### [How to complete this task]
In the material below, find each line with the string "DELETE" and copy it.

### [Data to examine]
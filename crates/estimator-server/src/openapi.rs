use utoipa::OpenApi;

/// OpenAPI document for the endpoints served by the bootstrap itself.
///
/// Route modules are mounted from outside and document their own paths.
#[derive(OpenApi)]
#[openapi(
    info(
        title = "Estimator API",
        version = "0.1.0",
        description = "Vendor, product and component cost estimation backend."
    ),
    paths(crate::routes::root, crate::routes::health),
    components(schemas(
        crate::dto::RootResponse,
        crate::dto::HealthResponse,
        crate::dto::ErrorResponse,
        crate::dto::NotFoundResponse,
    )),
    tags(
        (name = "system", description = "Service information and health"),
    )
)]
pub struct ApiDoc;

--

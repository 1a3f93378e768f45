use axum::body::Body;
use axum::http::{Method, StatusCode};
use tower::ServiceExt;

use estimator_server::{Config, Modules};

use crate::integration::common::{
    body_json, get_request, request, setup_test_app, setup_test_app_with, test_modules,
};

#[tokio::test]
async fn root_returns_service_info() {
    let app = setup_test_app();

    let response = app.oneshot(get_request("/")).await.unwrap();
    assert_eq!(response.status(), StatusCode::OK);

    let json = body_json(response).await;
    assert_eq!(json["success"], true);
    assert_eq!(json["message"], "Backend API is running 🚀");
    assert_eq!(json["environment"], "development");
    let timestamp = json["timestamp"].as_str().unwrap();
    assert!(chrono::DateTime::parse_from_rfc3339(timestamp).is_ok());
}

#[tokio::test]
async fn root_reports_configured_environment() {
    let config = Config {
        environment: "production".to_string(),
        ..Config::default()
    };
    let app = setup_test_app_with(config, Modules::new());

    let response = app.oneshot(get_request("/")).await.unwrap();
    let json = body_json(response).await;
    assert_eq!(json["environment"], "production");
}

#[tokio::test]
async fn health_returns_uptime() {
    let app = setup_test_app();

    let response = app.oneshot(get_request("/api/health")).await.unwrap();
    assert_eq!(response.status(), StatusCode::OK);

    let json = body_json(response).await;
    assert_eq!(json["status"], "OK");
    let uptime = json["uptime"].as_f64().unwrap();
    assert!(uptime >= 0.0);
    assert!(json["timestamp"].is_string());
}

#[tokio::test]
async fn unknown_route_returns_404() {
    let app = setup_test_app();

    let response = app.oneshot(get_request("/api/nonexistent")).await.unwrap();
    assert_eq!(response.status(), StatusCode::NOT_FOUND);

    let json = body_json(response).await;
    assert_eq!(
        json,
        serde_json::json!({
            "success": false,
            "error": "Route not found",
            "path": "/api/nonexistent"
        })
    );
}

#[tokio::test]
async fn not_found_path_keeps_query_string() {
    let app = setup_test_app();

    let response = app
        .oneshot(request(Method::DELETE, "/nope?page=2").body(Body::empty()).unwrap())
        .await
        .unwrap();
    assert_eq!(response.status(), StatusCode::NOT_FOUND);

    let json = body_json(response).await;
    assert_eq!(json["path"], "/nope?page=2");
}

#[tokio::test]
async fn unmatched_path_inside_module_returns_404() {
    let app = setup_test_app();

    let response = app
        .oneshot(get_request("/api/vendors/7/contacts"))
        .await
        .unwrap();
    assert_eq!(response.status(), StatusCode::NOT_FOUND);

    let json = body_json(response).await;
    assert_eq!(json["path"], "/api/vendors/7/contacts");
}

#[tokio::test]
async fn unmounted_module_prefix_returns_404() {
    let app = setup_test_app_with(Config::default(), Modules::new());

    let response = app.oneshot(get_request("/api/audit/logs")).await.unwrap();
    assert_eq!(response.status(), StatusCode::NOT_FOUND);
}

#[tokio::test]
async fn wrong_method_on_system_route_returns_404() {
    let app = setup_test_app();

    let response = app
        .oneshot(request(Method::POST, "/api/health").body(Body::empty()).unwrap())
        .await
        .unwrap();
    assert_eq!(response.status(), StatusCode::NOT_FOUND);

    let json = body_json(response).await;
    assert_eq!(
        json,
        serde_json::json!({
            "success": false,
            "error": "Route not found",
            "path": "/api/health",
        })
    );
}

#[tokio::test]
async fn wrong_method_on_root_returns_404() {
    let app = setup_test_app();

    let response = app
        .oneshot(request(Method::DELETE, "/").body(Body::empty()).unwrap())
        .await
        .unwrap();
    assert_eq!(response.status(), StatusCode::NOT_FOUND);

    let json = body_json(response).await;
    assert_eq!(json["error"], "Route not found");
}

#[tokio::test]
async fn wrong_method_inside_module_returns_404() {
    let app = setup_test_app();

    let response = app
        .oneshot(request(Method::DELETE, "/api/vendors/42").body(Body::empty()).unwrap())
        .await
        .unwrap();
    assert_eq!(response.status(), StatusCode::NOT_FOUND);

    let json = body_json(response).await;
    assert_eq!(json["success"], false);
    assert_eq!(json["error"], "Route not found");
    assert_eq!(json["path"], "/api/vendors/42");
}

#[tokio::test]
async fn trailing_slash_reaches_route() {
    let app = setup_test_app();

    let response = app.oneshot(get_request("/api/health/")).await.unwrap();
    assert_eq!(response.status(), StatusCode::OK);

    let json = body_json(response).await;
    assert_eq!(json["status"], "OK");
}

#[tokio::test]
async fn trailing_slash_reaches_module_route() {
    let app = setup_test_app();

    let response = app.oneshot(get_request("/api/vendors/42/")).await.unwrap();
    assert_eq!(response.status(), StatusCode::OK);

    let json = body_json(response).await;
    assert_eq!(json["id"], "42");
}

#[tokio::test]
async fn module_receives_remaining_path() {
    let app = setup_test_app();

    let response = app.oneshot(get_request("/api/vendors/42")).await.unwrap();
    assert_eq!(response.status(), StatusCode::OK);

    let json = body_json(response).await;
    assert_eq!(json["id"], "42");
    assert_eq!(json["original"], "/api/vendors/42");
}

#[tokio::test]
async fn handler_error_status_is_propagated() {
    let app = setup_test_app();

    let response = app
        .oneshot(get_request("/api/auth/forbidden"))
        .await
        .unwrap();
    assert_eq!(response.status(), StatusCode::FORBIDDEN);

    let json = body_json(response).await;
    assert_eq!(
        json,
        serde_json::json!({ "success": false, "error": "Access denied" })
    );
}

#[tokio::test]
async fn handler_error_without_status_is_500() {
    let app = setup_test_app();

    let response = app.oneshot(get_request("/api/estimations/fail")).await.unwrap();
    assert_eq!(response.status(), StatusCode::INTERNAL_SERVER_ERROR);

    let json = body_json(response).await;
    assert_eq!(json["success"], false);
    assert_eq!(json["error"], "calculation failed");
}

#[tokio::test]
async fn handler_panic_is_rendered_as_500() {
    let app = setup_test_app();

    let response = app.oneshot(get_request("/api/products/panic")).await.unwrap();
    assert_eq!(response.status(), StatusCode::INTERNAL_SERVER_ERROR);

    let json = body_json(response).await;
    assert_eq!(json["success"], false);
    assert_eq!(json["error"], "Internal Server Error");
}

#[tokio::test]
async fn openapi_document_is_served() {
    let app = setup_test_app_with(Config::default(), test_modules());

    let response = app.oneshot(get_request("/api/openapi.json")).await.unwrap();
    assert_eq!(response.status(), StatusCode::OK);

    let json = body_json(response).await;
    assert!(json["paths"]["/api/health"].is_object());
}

### [Result]
        .oneshot(request(Method::DELETE, "/nope?page=2").body(Body::empty()).unwrap())
        .oneshot(request(Method::DELETE, "/").body(Body::empty()).unwrap())
        .oneshot(request(Method::DELETE, "/api/vendors/42").body(Body::empty()).unwrap())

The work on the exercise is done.